● Exercise details: All records are to be retyped faithfully and completely.

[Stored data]
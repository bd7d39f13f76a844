use clap::Parser;
use std::fmt;
use std::path::PathBuf;
use std::str::FromStr;

use super::error::AppError;

/// Chain length used when none is given.
pub const DEFAULT_CHAIN_LENGTH: usize = 4;

/// Word list used when none is given.
pub const DEFAULT_WORD_LIST: &str = "/usr/share/dict/words";

/// Number of states in a chain; always at least 1.
#[derive(Clone, Copy, Debug, PartialEq, Eq)]
pub struct ChainLength(usize);

impl ChainLength {
    pub fn get(self) -> usize {
        self.0
    }

    /// Every state code is two letters, so matching words are twice as long.
    pub fn word_length(self) -> usize {
        self.0 * 2
    }
}

impl Default for ChainLength {
    fn default() -> Self {
        Self(DEFAULT_CHAIN_LENGTH)
    }
}

impl fmt::Display for ChainLength {
    fn fmt(&self, f: &mut fmt::Formatter<'_>) -> fmt::Result {
        write!(f, "{}", self.0)
    }
}

impl FromStr for ChainLength {
    type Err = AppError;

    fn from_str(s: &str) -> Result<Self, Self::Err> {
        let invalid = || {
            AppError::InvalidArgument(format!(
                "chain length must be a positive integer, got '{}'",
                s
            ))
        };
        match s.trim().parse::<usize>() {
            Ok(0) | Err(_) => Err(invalid()),
            // The word length must stay representable.
            Ok(n) if n.checked_mul(2).is_none() => Err(AppError::InvalidArgument(format!(
                "chain length {} is too large",
                n
            ))),
            Ok(n) => Ok(Self(n)),
        }
    }
}

#[derive(Parser, Debug)]
#[clap(author, version, about = "Finds words spelled by chains of neighboring US state codes.", long_about = None)]
pub struct Cli {
    /// Number of states in each chain (values above 7 get very slow)
    #[clap(default_value_t = ChainLength::default(), allow_negative_numbers = true)]
    pub chain_length: ChainLength,

    /// Newline-delimited word list to match chains against
    #[clap(default_value = DEFAULT_WORD_LIST)]
    pub word_list: PathBuf,

    /// Write verbose progress messages to this file.
    #[clap(short, long)]
    pub log_file: Option<PathBuf>,

    /// Suppress verbose logging and the long-chain warning.
    #[clap(short, long)]
    pub quiet: bool,

    /// Print the state adjacency table and exit.
    #[clap(long)]
    pub list_states: bool,

    /// Print every chain of the requested length and exit.
    #[clap(long, conflicts_with = "list_states")]
    pub list_chains: bool,

    /// Only build chains starting at this state (name or two-letter code).
    #[clap(short, long, value_name = "STATE")]
    pub start: Option<String>,
}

● Exercise response:
repository bd7d39f13f76a844
use clap::Parser;
use std::fmt;
use std::path::PathBuf;
use std::str::FromStr;

use super::error::AppError;

/// Chain length used when none is given.
pub const DEFAULT_CHAIN_LENGTH: usize = 4;

/// Word list used when none is given.
pub const DEFAULT_WORD_LIST: &str = "/usr/share/dict/words";

/// Number of states in a chain; always at least 1.
#[derive(Clone, Copy, Debug, PartialEq, Eq)]
pub struct ChainLength(usize);

impl ChainLength {
    pub fn get(self) -> usize {
        self.0
    }

    /// Every state code is two letters, so matching words are twice as long.
    pub fn word_length(self) -> usize {
        self.0 * 2
    }
}

impl Default for ChainLength {
    fn default() -> Self {
        Self(DEFAULT_CHAIN_LENGTH)
    }
}

impl fmt::Display for ChainLength {
    fn fmt(&self, f: &mut fmt::Formatter<'_>) -> fmt::Result {
        write!(f, "{}", self.0)
    }
}

impl FromStr for ChainLength {
    type Err = AppError;

    fn from_str(s: &str) -> Result<Self, Self::Err> {
        let invalid = || {
            AppError::InvalidArgument(format!(
                "chain length must be a positive integer, got '{}'",
                s
            ))
        };
        match s.trim().parse::<usize>() {
            Ok(0) | Err(_) => Err(invalid()),
            // The word length must stay representable.
            Ok(n) if n.checked_mul(2).is_none() => Err(AppError::InvalidArgument(format!(
                "chain length {} is too large",
                n
            ))),
            Ok(n) => Ok(Self(n)),
        }
    }
}

#[derive(Parser, Debug)]
#[clap(author, version, about = "Finds words spelled by chains of neighboring US state codes.", long_about = None)]
pub struct Cli {
    /// Number of states in each chain (values above 7 get very slow)
    #[clap(default_value_t = ChainLength::default(), allow_negative_numbers = true)]
    pub chain_length: ChainLength,

    /// Newline-delimited word list to match chains against
    #[clap(default_value = DEFAULT_WORD_LIST)]
    pub word_list: PathBuf,

    /// Write verbose progress messages to this file.
    #[clap(short, long)]
    pub log_file: Option<PathBuf>,

    /// Suppress verbose logging and the long-chain warning.
    #[clap(short, long)]
    pub quiet: bool,

    /// Print the state adjacency table and exit.
    #[clap(long)]
    pub list_states: bool,

    /// Print every chain of the requested length and exit.
    #[clap(long, conflicts_with = "list_states")]
    pub list_chains: bool,

    /// Only build chains starting at this state (name or two-letter code).
    #[clap(short, long, value_name = "STATE")]
    pub start: Option<String>,
}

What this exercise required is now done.